A business-critical application requires high availability with minimal data loss (RPO) and fast recovery time (RTO) in case of a regional outage.

Configure the Cosmos DB account with multiple write regions and enable automatic failover.

Why: Provides the lowest RPO and RTO. Data is replicated across regions, and in case of an outage, Cosmos DB automatically promotes a secondary region to be the new primary write region.

Need the ability to recover from accidental data deletion or corruption by restoring the database to a specific point in time.

Enable Continuous Backup mode on the Cosmos DB account.

Why: Continuous backup allows you to restore to any point in time (down to the second) within the retention period (7 or 30 days). The restore operation creates a new account.

Reference

A compliance requirement mandates that data encryption keys must be managed and controlled by the customer.

Configure the Cosmos DB account with Customer-Managed Keys (CMK), using a key from an Azure Key Vault.

Why: Provides an additional layer of security where you control the key lifecycle (including rotation and revocation) for encryption-at-rest.

Need to grant an application or user fine-grained, identity-based access to data, following the principle of least privilege.

Use Azure AD integration and assign a built-in role (e.g., Cosmos DB Built-in Data Reader) or a custom RBAC role, scoped to the specific container or database.

Why: Eliminates the need to manage and share master keys. RBAC provides auditable, identity-based access control.

A Cosmos DB account must be accessible only from within a specific Azure Virtual Network (VNet), with no traffic over the public internet.

Create a Private Endpoint for the Cosmos DB account in the VNet and disable public network access in the firewall settings.

Why: Private Endpoints provide a private IP address for the Cosmos DB account within your VNet, ensuring all traffic flows over the secure Azure backbone.

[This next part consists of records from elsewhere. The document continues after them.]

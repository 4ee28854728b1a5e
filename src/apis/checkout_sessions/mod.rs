//! APIs and models related to Checkout sessions.

mod api;
mod model;

pub use api::CheckoutSessionsApi;
pub use model::*;
//! APIs and models related to payouts.

mod api;
mod model;

pub use api::PayoutsApi;
pub use model::*;
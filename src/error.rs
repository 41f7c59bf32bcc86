// Copyright (c) 2017, 2018, 2023 Marek Benc <benc.marek.elektro98@proton.me>
//
// Permission to use, copy, modify, and distribute this software for any
// purpose with or without fee is hereby granted, provided that the above
// copyright notice and this permission notice appear in all copies.
//
// THE SOFTWARE IS PROVIDED "AS IS" AND THE AUTHOR DISCLAIMS ALL WARRANTIES
// WITH REGARD TO THIS SOFTWARE INCLUDING ALL IMPLIED WARRANTIES OF
// MERCHANTABILITY AND FITNESS. IN NO EVENT SHALL THE AUTHOR BE LIABLE FOR
// ANY SPECIAL, DIRECT, INDIRECT, OR CONSEQUENTIAL DAMAGES OR ANY DAMAGES
// WHATSOEVER RESULTING FROM LOSS OF USE, DATA OR PROFITS, WHETHER IN AN
// ACTION OF CONTRACT, NEGLIGENCE OR OTHER TORTIOUS ACTION, ARISING OUT OF
// OR IN CONNECTION WITH THE USE OR PERFORMANCE OF THIS SOFTWARE.
//

//! Error types shared by the memory, execution, and assembler layers.

use thiserror::Error;

/// Failure of a bulk load into [`crate::memory::Memory`].
#[derive(Clone, Copy, Debug, PartialEq, Eq, Error)]
pub enum MemoryError {
    #[error("load of {length} byte(s) at address {address:#06x} overflows the 64 KiB address space")]
    Overflow { address: u16, length: usize },
}

/// Failure while running the instruction fetch/execute loop.
#[derive(Clone, Copy, Debug, PartialEq, Eq, Error)]
pub enum RuntimeError {
    #[error("instruction fetch at {pc:#06x} ran past the end of the loaded region")]
    OutOfData { pc: u16 },
}

/// One kind of assembler error, per spec section 7.
#[derive(Clone, Debug, PartialEq, Eq, Error)]
pub enum AsmErrorKind {
    #[error("label `{0}' is already defined")]
    DuplicateLabel(String),
    #[error("ORG value is out of the 16-bit address range")]
    OrgOutOfRange,
    #[error("invalid ORG expression")]
    InvalidOrg,
    #[error("unrecognised instruction `{0}'")]
    UnrecognisedInstruction(String),
    #[error("operand `{0}' could not be resolved")]
    UnresolvedOperand(String),
    #[error("`{0}' is already defined as an EQU")]
    EquRedefinition(String),
    #[error("current address overflowed past 0xFFFF")]
    AddressOutOfRange,
    #[error("invalid value for DB/DW/DS: `{0}'")]
    InvalidDataValue(String),
    #[error("value {0} is out of range for the data directive")]
    DataValueOutOfRange(i64),
    #[error("displacement {0} is out of the signed 8-bit range")]
    DisplacementOutOfRange(i64),
    #[error("operand value {0} is out of range")]
    OperandOutOfRange(i64),
    #[error("division or modulo by zero")]
    DivideByZero,
    #[error("`{0}' collides with a reserved word")]
    ReservedWordCollision(String),
}

/// An assembler error tied to the source line that produced it.
#[derive(Clone, Debug, PartialEq, Eq, Error)]
#[error("line {line}: {kind}")]
pub struct AsmError {
    pub line: usize,
    pub kind: AsmErrorKind,
}

impl AsmError {
    pub fn new(line: usize, kind: AsmErrorKind) -> AsmError {
        AsmError { line, kind }
    }

    /// Fatal errors halt pass 1 outright (spec section 7).
    pub fn is_fatal(&self) -> bool {
        matches!(self.kind, AsmErrorKind::AddressOutOfRange)
    }
}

Diagnosing the root cause of HTTP 429 (Too Many Requests) throttling errors.

Monitor the "Normalized RU Consumption" metric in Azure Monitor. Use Diagnostic Logs (`CDBPartitionKeyRUConsumption`) to identify which partition keys are consuming the most RUs.

Why: Normalized RU consumption shows if overall throughput is exhausted. Partition-level logs pinpoint hot partitions, which is a common cause of throttling even when overall usage is low.

Need to monitor and alert on request latency to ensure SLA compliance.

Monitor the "Server Side Latency P99" metric in Azure Monitor. Create an alert rule for when this metric exceeds the SLA threshold.

Why: P99 latency represents the worst-case experience for 99% of requests and is what Cosmos DB SLAs are based on. It is a more meaningful indicator of performance issues than average latency.

A compliance requirement dictates that all data access operations (reads, writes, queries) must be audited.

Enable Diagnostic Settings on the Cosmos DB account and forward the `DataPlaneRequests` log category to a Log Analytics workspace or Storage Account.

Why: The `DataPlaneRequests` log provides detailed information on every data operation, including the operation type, client IP, and resource accessed, which is essential for security auditing.

An untrusted client (e.g., a mobile app) needs temporary, scoped-down access to specific Cosmos DB resources (e.g., only documents in their own partition).

Implement a trusted middle-tier service that authenticates the user, then uses a master key to generate and return a short-lived, permission-scoped resource token to the client.

Why: This is the most secure pattern for client-side access, as it avoids exposing master keys and provides fine-grained, temporary access control.